**Goal of the exercise**
The entries below should be transcribed exactly, every one of them.

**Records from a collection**
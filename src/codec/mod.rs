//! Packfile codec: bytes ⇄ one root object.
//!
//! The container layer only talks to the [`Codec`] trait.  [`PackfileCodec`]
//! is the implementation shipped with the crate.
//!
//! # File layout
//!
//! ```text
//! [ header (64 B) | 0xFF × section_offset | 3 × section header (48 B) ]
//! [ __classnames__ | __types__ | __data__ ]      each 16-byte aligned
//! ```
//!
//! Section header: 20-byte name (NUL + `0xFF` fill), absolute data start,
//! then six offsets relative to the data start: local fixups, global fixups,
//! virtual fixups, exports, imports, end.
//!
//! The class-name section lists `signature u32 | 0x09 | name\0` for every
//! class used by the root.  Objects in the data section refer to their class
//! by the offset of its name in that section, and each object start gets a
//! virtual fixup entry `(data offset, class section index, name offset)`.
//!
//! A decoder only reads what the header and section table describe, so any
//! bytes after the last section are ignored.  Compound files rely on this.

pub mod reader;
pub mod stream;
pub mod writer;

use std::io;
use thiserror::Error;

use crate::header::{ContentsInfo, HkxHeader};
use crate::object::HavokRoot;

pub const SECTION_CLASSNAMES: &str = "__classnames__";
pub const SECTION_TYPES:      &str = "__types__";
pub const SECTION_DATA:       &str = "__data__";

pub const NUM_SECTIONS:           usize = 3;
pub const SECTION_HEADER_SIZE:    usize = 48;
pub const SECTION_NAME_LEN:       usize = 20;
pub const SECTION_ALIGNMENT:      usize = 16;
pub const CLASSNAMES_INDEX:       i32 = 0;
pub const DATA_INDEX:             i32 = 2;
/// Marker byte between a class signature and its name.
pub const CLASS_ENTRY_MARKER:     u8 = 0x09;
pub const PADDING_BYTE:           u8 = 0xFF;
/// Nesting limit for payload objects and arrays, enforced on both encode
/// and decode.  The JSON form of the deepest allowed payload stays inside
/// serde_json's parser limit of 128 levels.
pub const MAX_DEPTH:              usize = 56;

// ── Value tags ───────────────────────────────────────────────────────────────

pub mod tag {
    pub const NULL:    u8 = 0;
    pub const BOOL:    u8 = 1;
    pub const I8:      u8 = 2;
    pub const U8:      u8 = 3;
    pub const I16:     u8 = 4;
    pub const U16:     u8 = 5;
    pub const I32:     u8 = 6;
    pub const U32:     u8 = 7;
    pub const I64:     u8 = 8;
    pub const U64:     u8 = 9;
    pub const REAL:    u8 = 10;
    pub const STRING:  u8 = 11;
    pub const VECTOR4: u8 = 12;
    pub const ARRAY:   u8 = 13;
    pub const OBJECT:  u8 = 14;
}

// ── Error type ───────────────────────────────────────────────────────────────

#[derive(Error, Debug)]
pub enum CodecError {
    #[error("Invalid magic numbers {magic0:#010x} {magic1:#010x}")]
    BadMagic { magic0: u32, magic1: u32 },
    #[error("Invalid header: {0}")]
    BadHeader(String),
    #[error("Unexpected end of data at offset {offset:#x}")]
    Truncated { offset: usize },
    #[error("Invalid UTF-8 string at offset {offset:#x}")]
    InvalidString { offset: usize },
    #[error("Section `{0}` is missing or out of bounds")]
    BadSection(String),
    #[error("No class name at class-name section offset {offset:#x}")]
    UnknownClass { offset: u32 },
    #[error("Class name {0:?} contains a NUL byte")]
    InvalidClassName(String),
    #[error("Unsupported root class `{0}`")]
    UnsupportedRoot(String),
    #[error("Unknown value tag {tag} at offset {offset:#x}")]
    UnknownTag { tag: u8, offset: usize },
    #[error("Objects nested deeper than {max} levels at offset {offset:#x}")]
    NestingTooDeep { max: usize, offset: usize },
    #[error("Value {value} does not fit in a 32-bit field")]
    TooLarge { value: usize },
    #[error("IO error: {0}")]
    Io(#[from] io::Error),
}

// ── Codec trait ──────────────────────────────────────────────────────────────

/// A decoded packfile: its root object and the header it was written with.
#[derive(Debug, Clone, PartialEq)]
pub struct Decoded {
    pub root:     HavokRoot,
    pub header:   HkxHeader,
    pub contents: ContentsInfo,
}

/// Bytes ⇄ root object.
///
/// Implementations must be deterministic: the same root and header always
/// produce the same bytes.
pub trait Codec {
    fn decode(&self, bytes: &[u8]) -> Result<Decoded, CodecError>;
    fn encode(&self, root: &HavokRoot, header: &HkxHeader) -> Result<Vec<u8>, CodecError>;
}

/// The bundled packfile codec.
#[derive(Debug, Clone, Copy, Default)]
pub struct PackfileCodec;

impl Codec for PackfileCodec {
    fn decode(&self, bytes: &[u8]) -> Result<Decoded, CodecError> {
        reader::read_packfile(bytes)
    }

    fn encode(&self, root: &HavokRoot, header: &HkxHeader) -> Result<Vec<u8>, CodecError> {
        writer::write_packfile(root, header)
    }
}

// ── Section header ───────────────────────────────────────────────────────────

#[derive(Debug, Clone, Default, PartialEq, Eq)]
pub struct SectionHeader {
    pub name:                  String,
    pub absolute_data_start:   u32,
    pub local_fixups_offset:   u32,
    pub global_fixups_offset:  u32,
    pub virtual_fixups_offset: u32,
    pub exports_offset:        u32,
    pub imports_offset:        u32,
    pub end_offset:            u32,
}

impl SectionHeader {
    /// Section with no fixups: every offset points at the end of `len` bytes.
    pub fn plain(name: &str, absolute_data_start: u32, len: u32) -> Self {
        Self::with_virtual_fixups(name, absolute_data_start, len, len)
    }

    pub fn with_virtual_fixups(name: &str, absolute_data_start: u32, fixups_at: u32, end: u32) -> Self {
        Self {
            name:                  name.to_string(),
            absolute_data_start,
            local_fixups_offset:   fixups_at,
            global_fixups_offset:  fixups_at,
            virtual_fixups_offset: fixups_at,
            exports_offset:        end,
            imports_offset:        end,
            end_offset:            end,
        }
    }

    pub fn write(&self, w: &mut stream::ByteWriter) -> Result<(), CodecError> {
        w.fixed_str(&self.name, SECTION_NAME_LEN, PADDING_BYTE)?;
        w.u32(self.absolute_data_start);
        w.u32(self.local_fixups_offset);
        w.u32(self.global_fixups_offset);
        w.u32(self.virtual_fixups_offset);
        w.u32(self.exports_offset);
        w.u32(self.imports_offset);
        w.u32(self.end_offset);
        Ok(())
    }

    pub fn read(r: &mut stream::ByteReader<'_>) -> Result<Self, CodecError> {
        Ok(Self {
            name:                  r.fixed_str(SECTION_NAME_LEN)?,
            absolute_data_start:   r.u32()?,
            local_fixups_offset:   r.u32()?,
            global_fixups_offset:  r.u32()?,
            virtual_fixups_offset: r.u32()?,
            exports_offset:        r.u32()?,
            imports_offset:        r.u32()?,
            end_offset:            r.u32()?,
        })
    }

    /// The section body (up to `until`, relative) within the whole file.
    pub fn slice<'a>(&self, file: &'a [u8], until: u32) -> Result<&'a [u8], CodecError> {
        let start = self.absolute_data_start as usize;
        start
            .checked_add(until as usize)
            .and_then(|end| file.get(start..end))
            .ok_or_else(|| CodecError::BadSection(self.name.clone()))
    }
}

**Answer to this exercise**
filename src/codec/mod.rs
//! Packfile codec: bytes ⇄ one root object.
//!
//! The container layer only talks to the [`Codec`] trait.  [`PackfileCodec`]
//! is the implementation shipped with the crate.
//!
//! # File layout
//!
//! ```text
//! [ header (64 B) | 0xFF × section_offset | 3 × section header (48 B) ]
//! [ __classnames__ | __types__ | __data__ ]      each 16-byte aligned
//! ```
//!
//! Section header: 20-byte name (NUL + `0xFF` fill), absolute data start,
//! then six offsets relative to the data start: local fixups, global fixups,
//! virtual fixups, exports, imports, end.
//!
//! The class-name section lists `signature u32 | 0x09 | name\0` for every
//! class used by the root.  Objects in the data section refer to their class
//! by the offset of its name in that section, and each object start gets a
//! virtual fixup entry `(data offset, class section index, name offset)`.
//!
//! A decoder only reads what the header and section table describe, so any
//! bytes after the last section are ignored.  Compound files rely on this.

pub mod reader;
pub mod stream;
pub mod writer;

use std::io;
use thiserror::Error;

use crate::header::{ContentsInfo, HkxHeader};
use crate::object::HavokRoot;

pub const SECTION_CLASSNAMES: &str = "__classnames__";
pub const SECTION_TYPES:      &str = "__types__";
pub const SECTION_DATA:       &str = "__data__";

pub const NUM_SECTIONS:           usize = 3;
pub const SECTION_HEADER_SIZE:    usize = 48;
pub const SECTION_NAME_LEN:       usize = 20;
pub const SECTION_ALIGNMENT:      usize = 16;
pub const CLASSNAMES_INDEX:       i32 = 0;
pub const DATA_INDEX:             i32 = 2;
/// Marker byte between a class signature and its name.
pub const CLASS_ENTRY_MARKER:     u8 = 0x09;
pub const PADDING_BYTE:           u8 = 0xFF;
/// Nesting limit for payload objects and arrays, enforced on both encode
/// and decode.  The JSON form of the deepest allowed payload stays inside
/// serde_json's parser limit of 128 levels.
pub const MAX_DEPTH:              usize = 56;

// ── Value tags ───────────────────────────────────────────────────────────────

pub mod tag {
    pub const NULL:    u8 = 0;
    pub const BOOL:    u8 = 1;
    pub const I8:      u8 = 2;
    pub const U8:      u8 = 3;
    pub const I16:     u8 = 4;
    pub const U16:     u8 = 5;
    pub const I32:     u8 = 6;
    pub const U32:     u8 = 7;
    pub const I64:     u8 = 8;
    pub const U64:     u8 = 9;
    pub const REAL:    u8 = 10;
    pub const STRING:  u8 = 11;
    pub const VECTOR4: u8 = 12;
    pub const ARRAY:   u8 = 13;
    pub const OBJECT:  u8 = 14;
}

// ── Error type ───────────────────────────────────────────────────────────────

#[derive(Error, Debug)]
pub enum CodecError {
    #[error("Invalid magic numbers {magic0:#010x} {magic1:#010x}")]
    BadMagic { magic0: u32, magic1: u32 },
    #[error("Invalid header: {0}")]
    BadHeader(String),
    #[error("Unexpected end of data at offset {offset:#x}")]
    Truncated { offset: usize },
    #[error("Invalid UTF-8 string at offset {offset:#x}")]
    InvalidString { offset: usize },
    #[error("Section `{0}` is missing or out of bounds")]
    BadSection(String),
    #[error("No class name at class-name section offset {offset:#x}")]
    UnknownClass { offset: u32 },
    #[error("Class name {0:?} contains a NUL byte")]
    InvalidClassName(String),
    #[error("Unsupported root class `{0}`")]
    UnsupportedRoot(String),
    #[error("Unknown value tag {tag} at offset {offset:#x}")]
    UnknownTag { tag: u8, offset: usize },
    #[error("Objects nested deeper than {max} levels at offset {offset:#x}")]
    NestingTooDeep { max: usize, offset: usize },
    #[error("Value {value} does not fit in a 32-bit field")]
    TooLarge { value: usize },
    #[error("IO error: {0}")]
    Io(#[from] io::Error),
}

// ── Codec trait ──────────────────────────────────────────────────────────────

/// A decoded packfile: its root object and the header it was written with.
#[derive(Debug, Clone, PartialEq)]
pub struct Decoded {
    pub root:     HavokRoot,
    pub header:   HkxHeader,
    pub contents: ContentsInfo,
}

/// Bytes ⇄ root object.
///
/// Implementations must be deterministic: the same root and header always
/// produce the same bytes.
pub trait Codec {
    fn decode(&self, bytes: &[u8]) -> Result<Decoded, CodecError>;
    fn encode(&self, root: &HavokRoot, header: &HkxHeader) -> Result<Vec<u8>, CodecError>;
}

/// The bundled packfile codec.
#[derive(Debug, Clone, Copy, Default)]
pub struct PackfileCodec;

impl Codec for PackfileCodec {
    fn decode(&self, bytes: &[u8]) -> Result<Decoded, CodecError> {
        reader::read_packfile(bytes)
    }

    fn encode(&self, root: &HavokRoot, header: &HkxHeader) -> Result<Vec<u8>, CodecError> {
        writer::write_packfile(root, header)
    }
}

// ── Section header ───────────────────────────────────────────────────────────

#[derive(Debug, Clone, Default, PartialEq, Eq)]
pub struct SectionHeader {
    pub name:                  String,
    pub absolute_data_start:   u32,
    pub local_fixups_offset:   u32,
    pub global_fixups_offset:  u32,
    pub virtual_fixups_offset: u32,
    pub exports_offset:        u32,
    pub imports_offset:        u32,
    pub end_offset:            u32,
}

impl SectionHeader {
    /// Section with no fixups: every offset points at the end of `len` bytes.
    pub fn plain(name: &str, absolute_data_start: u32, len: u32) -> Self {
        Self::with_virtual_fixups(name, absolute_data_start, len, len)
    }

    pub fn with_virtual_fixups(name: &str, absolute_data_start: u32, fixups_at: u32, end: u32) -> Self {
        Self {
            name:                  name.to_string(),
            absolute_data_start,
            local_fixups_offset:   fixups_at,
            global_fixups_offset:  fixups_at,
            virtual_fixups_offset: fixups_at,
            exports_offset:        end,
            imports_offset:        end,
            end_offset:            end,
        }
    }

    pub fn write(&self, w: &mut stream::ByteWriter) -> Result<(), CodecError> {
        w.fixed_str(&self.name, SECTION_NAME_LEN, PADDING_BYTE)?;
        w.u32(self.absolute_data_start);
        w.u32(self.local_fixups_offset);
        w.u32(self.global_fixups_offset);
        w.u32(self.virtual_fixups_offset);
        w.u32(self.exports_offset);
        w.u32(self.imports_offset);
        w.u32(self.end_offset);
        Ok(())
    }

    pub fn read(r: &mut stream::ByteReader<'_>) -> Result<Self, CodecError> {
        Ok(Self {
            name:                  r.fixed_str(SECTION_NAME_LEN)?,
            absolute_data_start:   r.u32()?,
            local_fixups_offset:   r.u32()?,
            global_fixups_offset:  r.u32()?,
            virtual_fixups_offset: r.u32()?,
            exports_offset:        r.u32()?,
            imports_offset:        r.u32()?,
            end_offset:            r.u32()?,
        })
    }

    /// The section body (up to `until`, relative) within the whole file.
    pub fn slice<'a>(&self, file: &'a [u8], until: u32) -> Result<&'a [u8], CodecError> {
        let start = self.absolute_data_start as usize;
        start
            .checked_add(until as usize)
            .and_then(|end| file.get(start..end))
            .ok_or_else(|| CodecError::BadSection(self.name.clone()))
    }
}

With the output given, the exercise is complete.